» Exercise
Exactly as written, restate the material below from its first line through the line containing "let process = McpProcess::new(server.clone());", and stop there.

── Task input

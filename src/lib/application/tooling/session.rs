use super::error::ToolInvokeError;
use super::interface::{ServerToolInfo, ToolSession};
use super::process::McpProcess;
use crate::config::ConnectionDescriptor;
use async_trait::async_trait;
use serde_json::Value;
use tracing::{debug, info, warn};

/// Client side of every server in a [`ConnectionDescriptor`].
///
/// Browser state lives in the server processes and is shared by every agent
/// attempt made through this session. A process that has exited is launched
/// again the next time a tool call is routed to it.
pub struct McpSession {
    processes: Vec<McpProcess>,
}

impl McpSession {
    /// Launch each server and complete the `initialize` / `tools/list`
    /// handshake. Any failure aborts the whole connection.
    pub async fn connect(descriptor: &ConnectionDescriptor) -> Result<Self, ToolInvokeError> {
        if descriptor.is_empty() {
            return Err(ToolInvokeError::NoServers);
        }

        let mut processes = Vec::with_capacity(descriptor.servers().len());
        for server in descriptor.servers() {
            let process = McpProcess::new(server.clone());
            process.ensure_running().await?;
            let tool_count = process.tools().await.len();
            info!(
                server = process.name(),
                tools = tool_count,
                "MCP server connected"
            );
            processes.push(process);
        }

        Ok(Self { processes })
    }

    /// Terminate every server process.
    pub async fn shutdown(&self) {
        for process in &self.processes {
            process.shutdown().await;
        }
    }

    /// Find the server advertising `tool`, relaunching exited servers on the
    /// way. A server that cannot be relaunched is skipped. Its launch error is
    /// returned only when no other server provides the tool.
    async fn route(&self, tool: &str) -> Result<&McpProcess, ToolInvokeError> {
        let mut launch_error = None;
        for process in &self.processes {
            if let Err(err) = process.ensure_running().await {
                warn!(server = process.name(), %err, "Skipping MCP server that failed to relaunch");
                launch_error.get_or_insert(err);
                continue;
            }
            if process.has_tool(tool).await {
                debug!(server = process.name(), tool, "Routing tool call");
                return Ok(process);
            }
        }
        Err(launch_error.unwrap_or_else(|| ToolInvokeError::UnknownTool {
            tool: tool.to_string(),
        }))
    }
}

#[async_trait]
impl ToolSession for McpSession {
    async fn list_tools(&self) -> Vec<ServerToolInfo> {
        let mut tools = Vec::new();
        for process in &self.processes {
            tools.extend(process.tools().await);
        }
        tools
    }

    async fn call_tool(&self, tool: &str, arguments: Value) -> Result<Value, ToolInvokeError> {
        let process = self.route(tool).await?;
        process.call_tool(tool, arguments).await
    }

    async fn instructions(&self) -> Vec<(String, String)> {
        let mut guidance = Vec::new();
        for process in &self.processes {
            if let Some(text) = process.instructions().await {
                guidance.push((process.name().to_string(), text));
            }
        }
        guidance
    }
}
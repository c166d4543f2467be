//! Model clients

mod base;
mod openai;

pub use base::HttpClientBase;
pub use openai::OpenAIClient;
pub mod application;
pub mod cli;
pub mod config;
pub mod constants;
pub mod domain;
pub mod error;
pub mod infrastructure;

pub use application::{agent, prompt, retry, sink, stdio, tooling};
pub use cli::Cli;
pub use config::{AppConfig, Environment};
pub use domain::types;
pub use error::AppError;
pub use infrastructure::model;

use agent::{Agent, AgentOptions};
use model::OpenAIClient;
use prompt::TaskPrompt;
use retry::{RetryPolicy, TerminalObserver, run_with_retries};
use sink::ResultSink;
use std::io;
use std::path::Path;
use std::sync::Arc;
use tooling::McpSession;
use tracing::{debug, info, warn};
use tracing_subscriber::{EnvFilter, fmt};

/// `INIT → CONNECT → PROMPT → ATTEMPT* → SAVE`.
///
/// Configuration, model setup, server connection, terminal input and the
/// output write are fatal. Agent failures are retried and, once exhausted,
/// replaced by the failure sentinel.
pub async fn run(cli: Cli) -> Result<(), AppError> {
    init_tracing(cli.verbose);
    info!("Starting browser-agent");

    let env_path = cli
        .env_file
        .as_deref()
        .unwrap_or_else(|| Path::new(constants::ENV_PATH));
    let vars = Environment::load(env_path)?;
    let mut config = AppConfig::load(cli.config.as_deref(), &vars)?;
    apply_cli_overrides(&cli, &mut config);
    debug!(?config, "Configuration resolved");

    let provider = OpenAIClient::from_config(&config.provider, &vars)?;

    println!("Connecting to MCP Server...");
    let session = Arc::new(McpSession::connect(&config.servers).await?);
    println!("MCP client connected successfully!");

    let agent = Agent::new(
        provider,
        session.clone(),
        AgentOptions::new(&config.provider.model, &config.agent),
    );

    let task = match cli.task {
        Some(task) => task,
        None => stdio::read_task(io::stdin().lock(), io::stdout())?,
    };
    let prompt = TaskPrompt::new(&task);
    if prompt.is_blank() {
        warn!("Task instruction is empty, running the agent anyway");
    }
    info!(instruction = prompt.instruction(), "Task received");

    let policy = RetryPolicy::from(&config.retry);
    let outcome = run_with_retries(
        &agent,
        prompt.as_str(),
        &policy,
        &mut TerminalObserver::stdout(),
    )
    .await;
    info!(
        attempts = outcome.attempts(),
        success = outcome.is_success(),
        "Task finished"
    );

    ResultSink::new(config.output.path.clone()).publish(&outcome.into_message())?;

    session.shutdown().await;
    info!("Client execution finished");
    Ok(())
}

fn apply_cli_overrides(cli: &Cli, config: &mut AppConfig) {
    if let Some(path) = &cli.output {
        info!(path = %path.display(), "Overriding output path from CLI flag");
        config.output.path = path.clone();
    }
    if cli.verbose {
        config.agent.verbose = true;
    }
}

fn init_tracing(verbose: bool) {
    static INIT: std::sync::Once = std::sync::Once::new();
    INIT.call_once(|| {
        let default_level = if verbose { "info" } else { "warn" };
        let filter = EnvFilter::try_from_default_env()
            .unwrap_or_else(|_| EnvFilter::new(default_level));
        fmt()
            .with_env_filter(filter)
            .with_writer(io::stderr)
            .with_target(false)
            .with_level(true)
            .init();
    });
}
pub mod model;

────

» Task solution
filename src/lib/application/tooling/session.rs
use super::error::ToolInvokeError;
use super::interface::{ServerToolInfo, ToolSession};
use super::process::McpProcess;
use crate::config::ConnectionDescriptor;
use async_trait::async_trait;
use serde_json::Value;
use tracing::{debug, info, warn};

/// Client side of every server in a [`ConnectionDescriptor`].
///
/// Browser state lives in the server processes and is shared by every agent
/// attempt made through this session. A process that has exited is launched
/// again the next time a tool call is routed to it.
pub struct McpSession {
    processes: Vec<McpProcess>,
}

impl McpSession {
    /// Launch each server and complete the `initialize` / `tools/list`
    /// handshake. Any failure aborts the whole connection.
    pub async fn connect(descriptor: &ConnectionDescriptor) -> Result<Self, ToolInvokeError> {
        if descriptor.is_empty() {
            return Err(ToolInvokeError::NoServers);
        }

        let mut processes = Vec::with_capacity(descriptor.servers().len());
        for server in descriptor.servers() {
            let process = McpProcess::new(server.clone());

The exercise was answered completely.